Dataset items
-- -- --

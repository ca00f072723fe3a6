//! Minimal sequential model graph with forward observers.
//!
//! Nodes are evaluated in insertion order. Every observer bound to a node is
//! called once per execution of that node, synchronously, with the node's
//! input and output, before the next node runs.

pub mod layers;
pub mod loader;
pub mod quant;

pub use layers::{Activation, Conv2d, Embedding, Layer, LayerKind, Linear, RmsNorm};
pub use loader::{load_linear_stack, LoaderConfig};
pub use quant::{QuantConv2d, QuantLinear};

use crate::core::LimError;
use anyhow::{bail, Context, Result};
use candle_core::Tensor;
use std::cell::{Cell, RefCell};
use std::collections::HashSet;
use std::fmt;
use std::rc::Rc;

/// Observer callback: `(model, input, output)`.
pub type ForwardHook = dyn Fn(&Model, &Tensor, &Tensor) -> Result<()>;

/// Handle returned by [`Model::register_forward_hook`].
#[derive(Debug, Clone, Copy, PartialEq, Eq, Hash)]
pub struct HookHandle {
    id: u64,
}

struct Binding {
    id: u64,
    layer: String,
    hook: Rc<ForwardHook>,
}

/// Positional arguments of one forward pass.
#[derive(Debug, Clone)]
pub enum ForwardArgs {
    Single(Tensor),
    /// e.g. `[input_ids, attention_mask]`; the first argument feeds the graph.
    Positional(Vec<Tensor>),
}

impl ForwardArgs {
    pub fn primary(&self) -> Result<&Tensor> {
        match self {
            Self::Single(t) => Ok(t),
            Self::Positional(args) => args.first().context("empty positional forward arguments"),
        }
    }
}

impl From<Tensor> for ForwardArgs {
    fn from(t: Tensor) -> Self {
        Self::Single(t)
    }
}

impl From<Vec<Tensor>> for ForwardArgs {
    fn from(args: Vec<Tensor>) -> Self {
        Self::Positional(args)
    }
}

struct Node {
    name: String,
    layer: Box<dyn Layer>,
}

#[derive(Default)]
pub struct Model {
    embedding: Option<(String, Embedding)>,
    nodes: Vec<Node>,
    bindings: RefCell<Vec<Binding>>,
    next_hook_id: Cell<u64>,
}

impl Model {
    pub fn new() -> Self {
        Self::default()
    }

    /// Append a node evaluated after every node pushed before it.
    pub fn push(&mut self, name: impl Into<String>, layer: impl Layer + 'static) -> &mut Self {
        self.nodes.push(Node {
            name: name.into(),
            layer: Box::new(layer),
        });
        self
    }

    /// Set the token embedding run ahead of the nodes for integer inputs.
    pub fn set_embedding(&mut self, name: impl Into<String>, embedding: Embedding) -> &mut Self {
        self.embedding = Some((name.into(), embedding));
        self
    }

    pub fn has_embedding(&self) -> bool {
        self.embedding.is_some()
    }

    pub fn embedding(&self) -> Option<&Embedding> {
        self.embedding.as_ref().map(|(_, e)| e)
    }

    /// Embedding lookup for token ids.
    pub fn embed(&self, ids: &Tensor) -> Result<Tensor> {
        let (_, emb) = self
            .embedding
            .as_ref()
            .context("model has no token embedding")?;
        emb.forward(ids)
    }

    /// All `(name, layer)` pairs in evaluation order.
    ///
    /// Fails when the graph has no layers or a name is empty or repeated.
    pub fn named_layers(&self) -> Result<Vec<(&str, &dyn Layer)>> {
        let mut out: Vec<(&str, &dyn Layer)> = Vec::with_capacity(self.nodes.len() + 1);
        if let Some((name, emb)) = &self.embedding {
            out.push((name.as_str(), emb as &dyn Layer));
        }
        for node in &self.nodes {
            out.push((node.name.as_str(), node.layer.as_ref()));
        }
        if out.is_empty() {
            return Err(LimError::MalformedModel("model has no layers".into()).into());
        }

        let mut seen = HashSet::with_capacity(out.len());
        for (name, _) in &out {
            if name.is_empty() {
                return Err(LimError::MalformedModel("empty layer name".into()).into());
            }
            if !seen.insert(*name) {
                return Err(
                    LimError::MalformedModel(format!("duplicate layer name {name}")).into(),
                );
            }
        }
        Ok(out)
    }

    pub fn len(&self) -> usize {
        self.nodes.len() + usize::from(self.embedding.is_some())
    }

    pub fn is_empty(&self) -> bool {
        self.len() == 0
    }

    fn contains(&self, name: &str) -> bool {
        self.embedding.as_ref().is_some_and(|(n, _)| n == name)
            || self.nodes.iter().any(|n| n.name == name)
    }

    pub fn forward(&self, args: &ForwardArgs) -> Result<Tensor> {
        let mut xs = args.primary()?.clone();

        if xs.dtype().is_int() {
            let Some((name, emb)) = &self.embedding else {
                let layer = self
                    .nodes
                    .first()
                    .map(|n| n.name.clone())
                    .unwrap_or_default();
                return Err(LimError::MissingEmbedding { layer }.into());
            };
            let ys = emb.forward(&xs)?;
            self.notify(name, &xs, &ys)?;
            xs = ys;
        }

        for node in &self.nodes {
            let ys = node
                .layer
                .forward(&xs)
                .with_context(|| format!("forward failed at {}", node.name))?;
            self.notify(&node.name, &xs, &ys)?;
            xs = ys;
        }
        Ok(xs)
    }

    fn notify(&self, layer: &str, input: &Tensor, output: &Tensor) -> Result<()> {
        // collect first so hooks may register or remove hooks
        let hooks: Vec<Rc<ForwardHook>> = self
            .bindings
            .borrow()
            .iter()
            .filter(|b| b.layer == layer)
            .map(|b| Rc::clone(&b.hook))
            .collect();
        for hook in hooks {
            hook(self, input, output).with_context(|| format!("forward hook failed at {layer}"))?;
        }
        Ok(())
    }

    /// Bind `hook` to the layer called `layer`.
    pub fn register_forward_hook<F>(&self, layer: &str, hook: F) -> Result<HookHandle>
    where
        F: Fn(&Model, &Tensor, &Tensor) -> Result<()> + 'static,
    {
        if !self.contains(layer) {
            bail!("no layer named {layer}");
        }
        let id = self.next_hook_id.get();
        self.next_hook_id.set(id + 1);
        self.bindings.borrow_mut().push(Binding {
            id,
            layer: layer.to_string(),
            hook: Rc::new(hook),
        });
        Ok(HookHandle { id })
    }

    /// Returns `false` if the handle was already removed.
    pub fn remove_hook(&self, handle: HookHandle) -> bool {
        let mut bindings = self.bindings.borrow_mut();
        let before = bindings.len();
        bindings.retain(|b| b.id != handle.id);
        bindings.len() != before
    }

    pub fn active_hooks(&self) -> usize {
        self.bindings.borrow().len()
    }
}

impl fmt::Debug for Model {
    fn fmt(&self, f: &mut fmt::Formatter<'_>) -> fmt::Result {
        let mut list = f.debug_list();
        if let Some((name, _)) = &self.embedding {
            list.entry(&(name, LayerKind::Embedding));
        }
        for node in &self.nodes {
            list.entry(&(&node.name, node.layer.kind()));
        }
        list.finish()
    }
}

-- -- --

- _Instructions for the task_: Only lines with the word "ForwardArgs" are needed. Copy them from the preceding records.

- _Written response_:
pub enum ForwardArgs {
impl ForwardArgs {
impl From<Tensor> for ForwardArgs {
impl From<Vec<Tensor>> for ForwardArgs {
    pub fn forward(&self, args: &ForwardArgs) -> Result<Tensor> {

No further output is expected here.